Female suicide bomber wounds 12 in Russia's Dagestan
MOSCOW: Twelve people were hospitalised and two of them were in a critical condition after a female suicide bomber blew herself up in Russia's restive Dagestan region Saturday, in the second bombing attack this week, a police spokeswoman said.
The bomber blew herself up not far from the interior ministry building in the centre of Makhachkala, spokeswoman Fatina Ubaidatova told AFP.
The Moscow-based Investigative Committee said an unidentified woman came up to traffic policemen and detonated an explosive.
All the injured were hospitalised. Five were policemen and two of them were in a “critical condition”, Ubaidatova said.

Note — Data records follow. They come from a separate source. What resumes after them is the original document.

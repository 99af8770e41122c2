//! Type tag registry for the archive wire format.
//!
//! The registry is static: a closed set of type names, the field list
//! each name decodes with, and the format constants that mark a
//! mapping node as an envelope. Adding a type means adding one
//! [`TypeTag`] variant plus its rows in the match tables below.

use std::collections::BTreeMap;
use std::sync::LazyLock;

/// Object key that marks a mapping node as an archive envelope.
pub const FORMAT_TAG_KEY: &str = "type_uuid";

/// Magic value stored under [`FORMAT_TAG_KEY`].
///
/// Treated as an opaque constant; it is never parsed as a UUID. A
/// mapping without this exact key/value pair is ordinary user data.
pub const FORMAT_MAGIC: &str = "d1b4f9a602c845e7b3a8c05d97e2614f";

/// Envelope key holding the registered type name.
pub const TYPE_KEY: &str = "type";

/// Envelope key holding component version metadata.
///
/// Recorded on save, never consulted on load.
pub const VERSIONS_KEY: &str = "versions";

/// Envelope key holding the encoded field values.
pub const FIELDS_KEY: &str = "fields";

/// The closed set of registered type names.
#[derive(Debug, Clone, Copy, PartialEq, Eq)]
pub enum TypeTag {
    Parameters,
    Trial,
    TrialEstimate,
    TrialRatio,
    TrialJudgement,
    Group,
    Tuple,
    /// Registered only as a rejection sentinel; see the codec.
    Definition,
}

impl TypeTag {
    /// Look up a tag by its wire name.
    pub fn from_name(name: &str) -> Option<Self> {
        match name {
            "Parameters" => Some(Self::Parameters),
            "Trial" => Some(Self::Trial),
            "TrialEstimate" => Some(Self::TrialEstimate),
            "TrialRatio" => Some(Self::TrialRatio),
            "TrialJudgement" => Some(Self::TrialJudgement),
            "Group" => Some(Self::Group),
            "Tuple" => Some(Self::Tuple),
            "Definition" => Some(Self::Definition),
            _ => None,
        }
    }

    /// The tag's wire name.
    pub fn name(self) -> &'static str {
        match self {
            Self::Parameters => "Parameters",
            Self::Trial => "Trial",
            Self::TrialEstimate => "TrialEstimate",
            Self::TrialRatio => "TrialRatio",
            Self::TrialJudgement => "TrialJudgement",
            Self::Group => "Group",
            Self::Tuple => "Tuple",
            Self::Definition => "Definition",
        }
    }

    /// Field names in constructor order.
    ///
    /// Tuples encode their fields positionally and definitions never
    /// reach the field stage, so both report an empty list.
    pub fn field_names(self) -> &'static [&'static str] {
        match self {
            Self::Parameters => &[
                "seconds",
                "samples",
                "evals",
                "overhead",
                "gctrial",
                "gcsample",
                "time_tolerance",
                "memory_tolerance",
            ],
            Self::Trial => &["params", "times", "gctimes", "memory", "allocs"],
            Self::TrialEstimate => &["params", "time", "gctime", "memory", "allocs"],
            Self::TrialRatio => &["params", "time", "gctime", "memory", "allocs"],
            Self::TrialJudgement => &["ratio", "time", "memory"],
            Self::Group => &["tags", "data"],
            Self::Tuple | Self::Definition => &[],
        }
    }
}

/// Component→version pairs recorded in every envelope.
///
/// Computed once at first use and shared read-only afterwards.
pub fn version_info() -> &'static BTreeMap<&'static str, &'static str> {
    static VERSIONS: LazyLock<BTreeMap<&'static str, &'static str>> = LazyLock::new(|| {
        BTreeMap::from([
            ("bench-archive", env!("CARGO_PKG_VERSION")),
            ("format", "1"),
        ])
    });
    &VERSIONS
}

#[cfg(test)]
mod tests {
    use super::*;

    #[test]
    fn test_names_round_trip_through_registry() {
        for tag in [
            TypeTag::Parameters,
            TypeTag::Trial,
            TypeTag::TrialEstimate,
            TypeTag::TrialRatio,
            TypeTag::TrialJudgement,
            TypeTag::Group,
            TypeTag::Tuple,
            TypeTag::Definition,
        ] {
            assert_eq!(TypeTag::from_name(tag.name()), Some(tag));
        }
        assert_eq!(TypeTag::from_name("Benchmark"), None);
    }

    #[test]
    fn test_magic_is_32_hex_digits() {
        assert_eq!(FORMAT_MAGIC.len(), 32);
        assert!(FORMAT_MAGIC.chars().all(|c| c.is_ascii_hexdigit()));
    }

    #[test]
    fn test_version_info_names_this_crate() {
        let versions = version_info();
        assert_eq!(
            versions.get("bench-archive"),
            Some(&env!("CARGO_PKG_VERSION"))
        );
    }
}
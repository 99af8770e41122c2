//! Data model for benchmark results.
//!
//! This crate defines the closed set of value types a benchmark run
//! produces: sampling [`Parameters`], raw [`Trial`] measurements,
//! [`TrialEstimate`] summaries, [`TrialRatio`] comparisons,
//! [`TrialJudgement`] classifications, and [`Group`] collections, all
//! unified under the [`BenchValue`] sum type. The companion
//! `bench-archive` crate persists these values as self-describing
//! text archives.
//!
//! [`Definition`] is the one deliberately in-memory-only type: it
//! carries the executable benchmark body and can never be archived.

pub mod definition;
pub mod group;
pub mod params;
pub mod trial;
pub mod value;

pub use definition::Definition;
pub use group::Group;
pub use params::Parameters;
pub use trial::{ParseVerdictError, Trial, TrialEstimate, TrialJudgement, TrialRatio, Verdict};
pub use value::{BenchMap, BenchValue};
//! File-level integration tests: save/load against real paths.

use std::fs;

use tempfile::tempdir;

use bench_archive::{ArchiveError, FORMAT_MAGIC, load, save};
use bench_model::{BenchValue, Definition, Group, Parameters, Trial, TrialEstimate};

fn sample_suite() -> Group {
    let params = Parameters::default().with_samples(50);

    let mut trial = Trial::new(params.clone());
    trial.push(10.0, 0.0);
    trial.push(12.0, 1.0);
    trial.memory = 256;
    trial.allocs = 8;

    let estimate = TrialEstimate {
        params,
        time: 11.0,
        gctime: 0.5,
        memory: 256,
        allocs: 8,
    };

    let mut group = Group::new(["suite"]);
    group.insert("raw", trial);
    group.insert("median", estimate);
    group
}

#[test]
fn test_save_then_load_reproduces_suite() {
    let dir = tempdir().unwrap();
    let path = dir.path().join("suite.benchmarks");

    let value = BenchValue::Group(sample_suite());
    save(&path, &value).unwrap();
    let loaded = load(&path).unwrap();
    assert_eq!(loaded, value);
}

#[test]
fn test_archive_text_is_plain_json() {
    let dir = tempdir().unwrap();
    let path = dir.path().join("suite.benchmarks");

    save(&path, &BenchValue::Group(sample_suite())).unwrap();

    let text = fs::read_to_string(&path).unwrap();
    let tree: serde_json::Value = serde_json::from_str(&text).unwrap();
    assert_eq!(tree["type_uuid"], serde_json::json!(FORMAT_MAGIC));
    assert_eq!(tree["type"], serde_json::json!("Group"));
}

#[test]
fn test_nested_definition_fails_save() {
    let dir = tempdir().unwrap();
    let path = dir.path().join("broken.benchmarks");

    let mut group = sample_suite();
    group.insert(
        "definition",
        Definition::new("bench", |p| Trial::new(p.clone())),
    );

    let result = save(&path, &BenchValue::Group(group));
    assert!(matches!(result, Err(ArchiveError::NotSerializable)));
    assert!(!path.exists());
}

#[test]
fn test_unregistered_type_fails_load() {
    let dir = tempdir().unwrap();
    let path = dir.path().join("foreign.benchmarks");

    let text = format!(
        r#"{{"type_uuid": "{FORMAT_MAGIC}", "type": "Widget", "versions": {{}}, "fields": {{}}}}"#
    );
    fs::write(&path, text).unwrap();

    let result = load(&path);
    assert!(matches!(
        result,
        Err(ArchiveError::UnknownType { type_name }) if type_name == "Widget"
    ));
}

#[test]
fn test_definition_tagged_tree_fails_load() {
    let dir = tempdir().unwrap();
    let path = dir.path().join("definition.benchmarks");

    let text = format!(
        r#"{{"type_uuid": "{FORMAT_MAGIC}", "type": "Definition", "versions": {{}}, "fields": {{}}}}"#
    );
    fs::write(&path, text).unwrap();

    let result = load(&path);
    assert!(matches!(result, Err(ArchiveError::NotSerializable)));
}

#[test]
fn test_save_overwrites_existing_archive() {
    let dir = tempdir().unwrap();
    let path = dir.path().join("suite.benchmarks");

    save(&path, &BenchValue::Int(1)).unwrap();
    save(&path, &BenchValue::Int(2)).unwrap();
    assert_eq!(load(&path).unwrap(), BenchValue::Int(2));
}
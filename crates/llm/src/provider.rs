use std::future::Future;
use std::pin::Pin;

use snafu::Snafu;
use tokio::sync::{mpsc, oneshot};

use mosaic_core::{Role, StreamEvent};

/// Connection settings for one provider instance.
#[derive(Debug, Clone, PartialEq, Eq)]
pub struct ProviderConfig {
    pub provider_id: String,
    pub api_key: String,
    pub base_url: String,
    pub default_model: Option<String>,
}

impl ProviderConfig {
    pub fn new(
        provider_id: impl Into<String>,
        api_key: impl Into<String>,
        base_url: impl Into<String>,
        default_model: Option<String>,
    ) -> Self {
        Self {
            provider_id: provider_id.into().trim().to_string(),
            api_key: api_key.into().trim().to_string(),
            base_url: base_url.into().trim().to_string(),
            default_model,
        }
    }
}

/// One part of an outbound turn.
#[derive(Debug, Clone, PartialEq, Eq)]
pub enum Part {
    Text(String),
    InlineImage { data: String, media_type: String },
}

/// One conversational turn in the outbound payload.
#[derive(Debug, Clone, PartialEq, Eq)]
pub struct Turn {
    pub role: Role,
    pub parts: Vec<Part>,
}

impl Turn {
    pub fn new(role: Role, parts: Vec<Part>) -> Self {
        Self { role, parts }
    }

    /// Creates a turn holding a single text part.
    pub fn text(role: Role, text: impl Into<String>) -> Self {
        Self::new(role, vec![Part::Text(text.into())])
    }
}

/// One streaming generation request.
#[derive(Debug, Clone, PartialEq)]
pub struct GenerateRequest {
    pub model_id: String,
    pub turns: Vec<Turn>,
    pub temperature: Option<f64>,
    pub max_tokens: Option<u64>,
}

impl GenerateRequest {
    pub fn new(model_id: impl Into<String>, turns: Vec<Turn>) -> Self {
        Self {
            model_id: model_id.into(),
            turns,
            temperature: None,
            max_tokens: None,
        }
    }

    pub fn with_temperature(mut self, temperature: f64) -> Self {
        self.temperature = Some(temperature);
        self
    }

    pub fn with_max_tokens(mut self, max_tokens: u64) -> Self {
        self.max_tokens = Some(max_tokens);
        self
    }
}

pub type ProviderWorker = Pin<Box<dyn Future<Output = ()> + Send + 'static>>;
pub type ProviderResult<T> = Result<T, ProviderError>;

#[derive(Debug, Snafu)]
#[snafu(visibility(pub(crate)))]
pub enum ProviderError {
    #[snafu(display("missing API key for provider '{provider_id}'"))]
    MissingApiKey {
        stage: &'static str,
        provider_id: String,
    },
    #[snafu(display("provider '{provider_id}' is not supported"))]
    UnsupportedProvider {
        stage: &'static str,
        provider_id: String,
    },
    #[snafu(display("generation request has no turns"))]
    EmptyTurnSet { stage: &'static str },
    #[snafu(display("http request failed on `{stage}`, {source}"))]
    HttpRequest {
        stage: &'static str,
        source: reqwest::Error,
    },
    #[snafu(display("provider returned status {status}: {body}"))]
    UnexpectedStatus {
        stage: &'static str,
        status: u16,
        body: String,
    },
}

/// Receiver half of one provider stream plus its cancellation handle.
///
/// Dropping the stream signals cancellation to the worker so abandoned
/// exchanges stop provider IO promptly.
pub struct ProviderEventStream {
    events: mpsc::UnboundedReceiver<StreamEvent>,
    cancel_tx: Option<oneshot::Sender<()>>,
}

/// A live stream paired with the worker future that feeds it.
///
/// The caller spawns the worker on its runtime and consumes the stream; the
/// two halves communicate only through the event channel.
pub struct ProviderStreamHandle {
    pub stream: ProviderEventStream,
    pub worker: ProviderWorker,
}

impl ProviderEventStream {
    fn new(events: mpsc::UnboundedReceiver<StreamEvent>, cancel_tx: oneshot::Sender<()>) -> Self {
        Self {
            events,
            cancel_tx: Some(cancel_tx),
        }
    }

    /// Waits for the next event; `None` means the worker is gone.
    pub async fn recv(&mut self) -> Option<StreamEvent> {
        self.events.recv().await
    }

    pub fn try_recv(&mut self) -> Option<StreamEvent> {
        self.events.try_recv().ok()
    }

    /// Signals the worker to stop. Returns false when it already has.
    pub fn cancel(&mut self) -> bool {
        self.cancel_tx
            .take()
            .map(|tx| tx.send(()).is_ok())
            .unwrap_or(false)
    }
}

impl Drop for ProviderEventStream {
    fn drop(&mut self) {
        if let Some(cancel_tx) = self.cancel_tx.take() {
            let _ = cancel_tx.send(());
        }
    }
}

/// A streaming generative model endpoint.
pub trait LlmProvider: Send + Sync {
    fn id(&self) -> &str;
    fn name(&self) -> &str;
    fn default_model(&self) -> &str;
    fn stream_generate(&self, request: GenerateRequest) -> ProviderResult<ProviderStreamHandle>;
}

/// Builds the channel wiring shared by adapters and scripted test providers.
pub fn make_event_stream() -> (
    mpsc::UnboundedSender<StreamEvent>,
    ProviderEventStream,
    oneshot::Receiver<()>,
) {
    let (event_tx, event_rx) = mpsc::unbounded_channel();
    let (cancel_tx, cancel_rx) = oneshot::channel();
    (
        event_tx,
        ProviderEventStream::new(event_rx, cancel_tx),
        cancel_rx,
    )
}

The suicide bomber herself died. State television broadcast a picture of a young woman, her head covered with a scarf, suggesting she might have been behind the bombing.
Since 2000, at least two dozen women, most of them from the Caucasus, have carried out suicide bombings in Russian cities and aboard trains and planes.
All were linked to an Islamic insurgency that spread throughout Dagestan and the predominantly Muslim Caucasus region after two separatist wars in neighboring Chechnya.
The bombers are often called ''black widows'' in Russia because many are the widows, or other relatives, of militants killed by security forces.
The Tsarnaev brothers suspected of carrying out last month's Boston marathon bombings, are ethnic Chechens who lived in Dagestan before moving to the United States.
Tamerlan Tsarnaev, who was killed in a shootout with police days after the April 15 bombings, spent six months in Dagestan in 2012.
Dagestan remains an epicentre of violence in the confrontation between radical Islamists and federal forces.
This week, a double explosion in Makhachkala killed four civilians and left 44 injured, while three security officers and three suspected militants have been killed in other incidents
Human rights groups accuse security agencies of abductions, torture and extrajudicial killings of civilians that further fuel the confrontation with Islamic radicals.